PROBLEM DETAILS:
Check each line of the entries for the string "optional". Report only how many lines have it.

RECORDED DATA:
//! # SIP Record-Route Header
//!
//! This module provides an implementation of the SIP Record-Route header as defined in
//! [RFC 3261 Section 20.30](https://datatracker.ietf.org/doc/html/rfc3261#section-20.30).
//!
//! The Record-Route header field is inserted by proxies in a request to force future
//! requests in the dialog to be routed through the proxy. Each proxy server that needs
//! to remain in the signaling path for subsequent requests adds its own address to this header.
//!
//! ## Purpose and Usage
//!
//! Record-Route is used to:
//! - Ensure that proxies remain in the signaling path for the entire dialog
//! - Maintain stateful processing for a dialog
//! - Implement advanced routing features
//! - Handle NAT traversal scenarios
//!
//! ## Dialog Route Construction
//!
//! When a user agent receives a request with Record-Route headers, it:
//! 1. Stores the Record-Route header field values in order
//! 2. Uses them to construct Route headers for subsequent requests in the dialog
//! 3. For responses, uses them in reverse order
//!
//! ## Format
//!
//! ```text
//! Record-Route: <sip:p1.example.com;lr>
//! Record-Route: <sip:p2.domain.com;lr>,<sip:p3.example.net;lr>
//! ```
//!
//! ## Examples
//!
//! ```rust
//! use rvoip_sip_core::prelude::*;
//! use std::str::FromStr;
//!
//! // Parse a Record-Route header
//! let record_route = RecordRoute::from_str("<sip:proxy1.example.com;lr>,<sip:proxy2.example.net;lr>").unwrap();
//!
//! // Access entries
//! assert_eq!(record_route.len(), 2);
//! assert!(record_route[0].uri().to_string().contains("proxy1"));
//!
//! // Create a Record-Route header
//! let mut entries = Vec::new();
//! // Entries would be created and added here
//! let record_route = RecordRoute::new(entries);
//! ```

use crate::error::{Result, Error};
use std::fmt;
use std::str::FromStr;
use std::ops::Deref;
use crate::types::Address;
use crate::types::uri::Uri;
use serde::{Deserialize, Serialize};
use crate::types::header::Header;
use crate::types::{HeaderName, HeaderValue, TypedHeader, TypedHeaderTrait};
use crate::types::param::Param;

/// Represents a single record-route entry (name-addr with optional parameters)
/// According to RFC 3261 Section 20.31, a rec-route is a name-addr with optional parameters
#[derive(Debug, Clone, PartialEq, Eq, Serialize, Deserialize)]
pub struct RecordRouteEntry(pub Address);

impl std::fmt::Display for RecordRouteEntry {
    fn fmt(&self, f: &mut std::fmt::Formatter<'_>) -> std::fmt::Result {
        write!(f, "{}", self.0)
    }
}

impl FromStr for RecordRouteEntry {
    type Err = Error;

    /// Parses a string into a RecordRouteEntry.
    ///
    /// # Parameters
    ///
    /// - `s`: The string to parse, which should be a SIP URI with optional parameters
    ///
    /// # Returns
    ///
    /// A Result containing the parsed RecordRouteEntry, or an error if parsing fails
    fn from_str(s: &str) -> Result<Self> {
        // Parse as an Address
        let addr = Address::from_str(s)?;
        Ok(Self(addr))
    }
}

impl RecordRouteEntry {
    /// Create a new RecordRouteEntry from an Address
    pub fn new(address: Address) -> Self {
        Self(address)
    }

    /// Get the URI of this record-route entry
    pub fn uri(&self) -> &Uri {
        &self.0.uri
    }

    /// Get the display name of this record-route entry, if any
    pub fn display_name(&self) -> Option<&str> {
        self.0.display_name.as_deref()
    }

    /// Check if this record-route entry has a specific parameter
    pub fn has_param(&self, name: &str) -> bool {
        self.0.has_param(name)
    }

    /// Get the inner Address
    pub fn address(&self) -> &Address {
        &self.0
    }

    /// Checks if this record route entry uses loose routing (has 'lr' parameter)
    pub fn is_loose_routing(&self) -> bool {
        self.has_param("lr")
    }
}

/// Typed Record-Route header.
///
/// The Record-Route header is used by SIP proxies to remain in the signaling path
/// for all subsequent requests within a dialog. Each proxy that wishes to stay
/// in the path adds a Record-Route entry containing its address.
///
/// This struct wraps a vector of `RecordRouteEntry` objects, each representing
/// a single routing entry. The entries are stored in the order they appear in the
/// SIP message (from top to bottom).
///
/// When used for route construction:
/// - For requests in a dialog, entries are used in the order they appear
/// - For responses, entries are used in reverse order
///
/// # Examples
///
/// ```rust
/// use rvoip_sip_core::prelude::*;
/// use std::str::FromStr;
///
/// // Parse a Record-Route header with multiple entries
/// let header = "<sip:proxy1.example.com;lr>,<sip:proxy2.example.net;lr>";
/// let record_route = RecordRoute::from_str(header).unwrap();
///
/// // Iterate through entries
/// for entry in &record_route {
///     println!("Proxy: {}", entry.uri());
///     // Check for loose routing parameter
///     if entry.is_loose_routing() {
///         println!("Using loose routing");
///     }
/// }
///
/// // Convert back to string
/// let header_str = record_route.to_string();
/// assert!(header_str.contains("proxy1"));
/// assert!(header_str.contains("proxy2"));
/// ```
#[derive(Debug, Clone, PartialEq, Eq, Serialize, Deserialize)]
pub struct RecordRoute(pub Vec<RecordRouteEntry>);

impl RecordRoute {
    /// Creates a new RecordRoute header.
    ///
    /// This constructor initializes a Record-Route header with a list of entries.
    /// Each entry typically contains a SIP URI with an 'lr' parameter to indicate
    /// loose routing.
    ///
    /// # Parameters
    ///
    /// - `list`: A vector of `RecordRouteEntry` objects representing proxies in the routing path
    ///
    /// # Returns
    ///
    /// A new `RecordRoute` instance containing the specified entries
    ///
    /// # Examples
    ///
    /// ```rust
    /// use rvoip_sip_core::prelude::*;
    /// use std::str::FromStr;
    ///
    /// // Create RecordRouteEntry objects (typically by parsing)
    /// let entry1 = RecordRouteEntry::from_str("<sip:proxy1.example.com;lr>").unwrap();
    /// let entry2 = RecordRouteEntry::from_str("<sip:proxy2.example.net;lr>").unwrap();
    ///
    /// // Create a new Record-Route header
    /// let entries = vec![entry1, entry2];
    /// let record_route = RecordRoute::new(entries);
    ///
    /// // Verify the entries
    /// assert_eq!(record_route.len(), 2);
    /// ```
    pub fn new(list: Vec<RecordRouteEntry>) -> Self {
        Self(list)
    }

    /// Returns the first record-route entry, if any
    pub fn first(&self) -> Option<&RecordRouteEntry> {
        self.0.first()
    }
    
    /// Returns the last record-route entry, if any
    pub fn last(&self) -> Option<&RecordRouteEntry> {
        self.0.last()
    }
    
    /// Returns true if there are no record-route entries
    pub fn is_empty(&self) -> bool {
        self.0.is_empty()
    }
    
    /// Returns the number of record-route entries
    pub fn len(&self) -> usize {
        self.0.len()
    }
    
    /// Get iterator over entries
    pub fn iter(&self) -> impl Iterator<Item = &RecordRouteEntry> {
        self.0.iter()
    }
    
    /// Adds a new record-route entry to the end of the list
    pub fn add(&mut self, entry: RecordRouteEntry) {
        self.0.push(entry);
    }
    
    /// Gets entries in reverse order (useful for response routing)
    pub fn reversed(&self) -> Vec<&RecordRouteEntry> {
        self.0.iter().rev().collect()
    }
}

impl fmt::Display for RecordRoute {
    /// Formats the Record-Route header as a string.
    ///
    /// This method serializes the Record-Route header into its canonical
    /// string representation according to RFC 3261. Multiple entries are
    /// separated by commas.
    ///
    /// # Examples
    ///
    /// ```rust
    /// use rvoip_sip_core::prelude::*;
    /// use std::str::FromStr;
    ///
    /// let record_route = RecordRoute::from_str("<sip:proxy1.example.com;lr>,<sip:proxy2.example.net;lr>").unwrap();
    ///
    /// // Convert to string
    /// let header_str = record_route.to_string();
    /// assert!(header_str.contains("proxy1.example.com"));
    /// assert!(header_str.contains("proxy2.example.net"));
    ///
    /// // Use in a formatted SIP message
    /// let formatted = format!("Record-Route: {}", record_route);
    /// assert!(formatted.starts_with("Record-Route: <sip:"));
    /// ```
    fn fmt(&self, f: &mut fmt::Formatter<'_>) -> fmt::Result {
        write!(f, "{}", self.0.iter().map(|rr| rr.to_string()).collect::<Vec<String>>().join(", "))
    }
}

impl FromStr for RecordRoute {
    type Err = Error;

    /// Parses a string into a RecordRoute header.
    ///
    /// This method parses a string containing one or more Record-Route entries
    /// separated by commas. It uses the nom parser for Record-Route headers
    /// defined in the crate's parser module.
    ///
    /// # Parameters
    ///
    /// - `s`: The string to parse
    ///
    /// # Returns
    ///
    /// A Result containing the parsed RecordRoute, or an error if parsing fails
    ///
    /// # Errors
    ///
    /// Returns a ParseError if the input string cannot be parsed as a valid
    /// Record-Route header value.
    ///
    /// # Examples
    ///
    /// ```rust
    /// use rvoip_sip_core::prelude::*;
    /// use std::str::FromStr;
    ///
    /// // Parse a single entry
    /// let single = RecordRoute::from_str("<sip:proxy.example.com;lr>").unwrap();
    /// assert_eq!(single.len(), 1);
    ///
    /// // Parse multiple entries
    /// let multiple = RecordRoute::from_str("<sip:p1.example.com;lr>, <sip:p2.example.net;lr>").unwrap();
    /// assert_eq!(multiple.len(), 2);
    ///
    /// // Parsing error
    /// let result = RecordRoute::from_str("invalid<value");
    /// assert!(result.is_err());
    /// ```
    fn from_str(s: &str) -> Result<Self> {
        let entries = s
            .split(',')
            .map(|entry| RecordRouteEntry::from_str(entry.trim()))
            .collect::<Result<Vec<_>>>()?;
        Ok(Self(entries))
    }
}

impl Deref for RecordRoute {
    type Target = Vec<RecordRouteEntry>;

    /// Dereferences to the inner vector of RecordRouteEntry objects.
    ///
    /// This implementation allows using a RecordRoute header wherever a
    /// Vec<RecordRouteEntry> reference is expected, providing direct access
    /// to all vector methods like `len()`, `iter()`, indexing, etc.
    ///
    /// # Examples
    ///
    /// ```rust
    /// use rvoip_sip_core::prelude::*;
    /// use std::str::FromStr;
    ///
    /// let record_route = RecordRoute::from_str("<sip:p1.example.com;lr>,<sip:p2.example.net;lr>").unwrap();
    ///
    /// // Use vector methods directly
    /// assert_eq!(record_route.len(), 2);
    /// assert!(!record_route.is_empty());
    ///
    /// // Access by index
    /// let first_entry = &record_route[0];
    /// assert!(first_entry.uri().to_string().contains("p1.example.com"));
    ///
    /// // Iterate through entries
    /// for entry in record_route.iter() {
    ///     assert!(entry.uri().to_string().contains("example"));
    /// }
    /// ```
    fn deref(&self) -> &Self::Target {
        &self.0
    }
}

impl<'a> IntoIterator for &'a RecordRoute {
    type Item = &'a RecordRouteEntry;
    type IntoIter = std::slice::Iter<'a, RecordRouteEntry>;

    fn into_iter(self) -> Self::IntoIter {
        self.0.iter()
    }
}

// Add TypedHeaderTrait implementation
impl TypedHeaderTrait for RecordRoute {
    type Name = HeaderName;

    /// Returns the header name for this header type.
    ///
    /// # Returns
    ///
    /// The `HeaderName::RecordRoute` enum variant
    fn header_name() -> Self::Name {
        HeaderName::RecordRoute
    }

    /// Converts this RecordRoute header into a generic Header.
    ///
    /// Creates a Header instance from this RecordRoute header, which can be used
    /// when constructing SIP messages.
    ///
    /// # Returns
    ///
    /// A Header instance representing this RecordRoute header
    fn to_header(&self) -> Header {
        let value_string = self.to_string();
        let value = crate::types::headers::HeaderValue::Raw(value_string.into_bytes());
        Header::new(Self::header_name(), value)
    }

    /// Creates a RecordRoute header from a generic Header.
    ///
    /// Attempts to parse and convert a generic Header into a RecordRoute header.
    /// This will succeed if the header is a valid RecordRoute header.
    ///
    /// # Parameters
    ///
    /// - `header`: The generic Header to convert
    ///
    /// # Returns
    ///
    /// A Result containing the parsed RecordRoute header if successful, or an error otherwise
    fn from_header(header: &Header) -> Result<Self> {
        if header.name != HeaderName::RecordRoute {
            return Err(Error::InvalidHeader(format!("Expected RecordRoute header, got {}", header.name)));
        }
        
        // Get the raw bytes from the header value
        let bytes = match &header.value {
            crate::types::headers::HeaderValue::Raw(bytes) => bytes,
            _ => return Err(Error::InvalidHeader("Expected raw header value".to_string())),
        };

        let s = std::str::from_utf8(bytes)
            .map_err(|_| Error::ParseError("Invalid UTF-8 in Record-Route header".to_string()))?;
        Self::from_str(s)
    }
}


// TODO: Implement helper methods (e.g., first(), is_empty())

EXERCISE OUTPUT:
3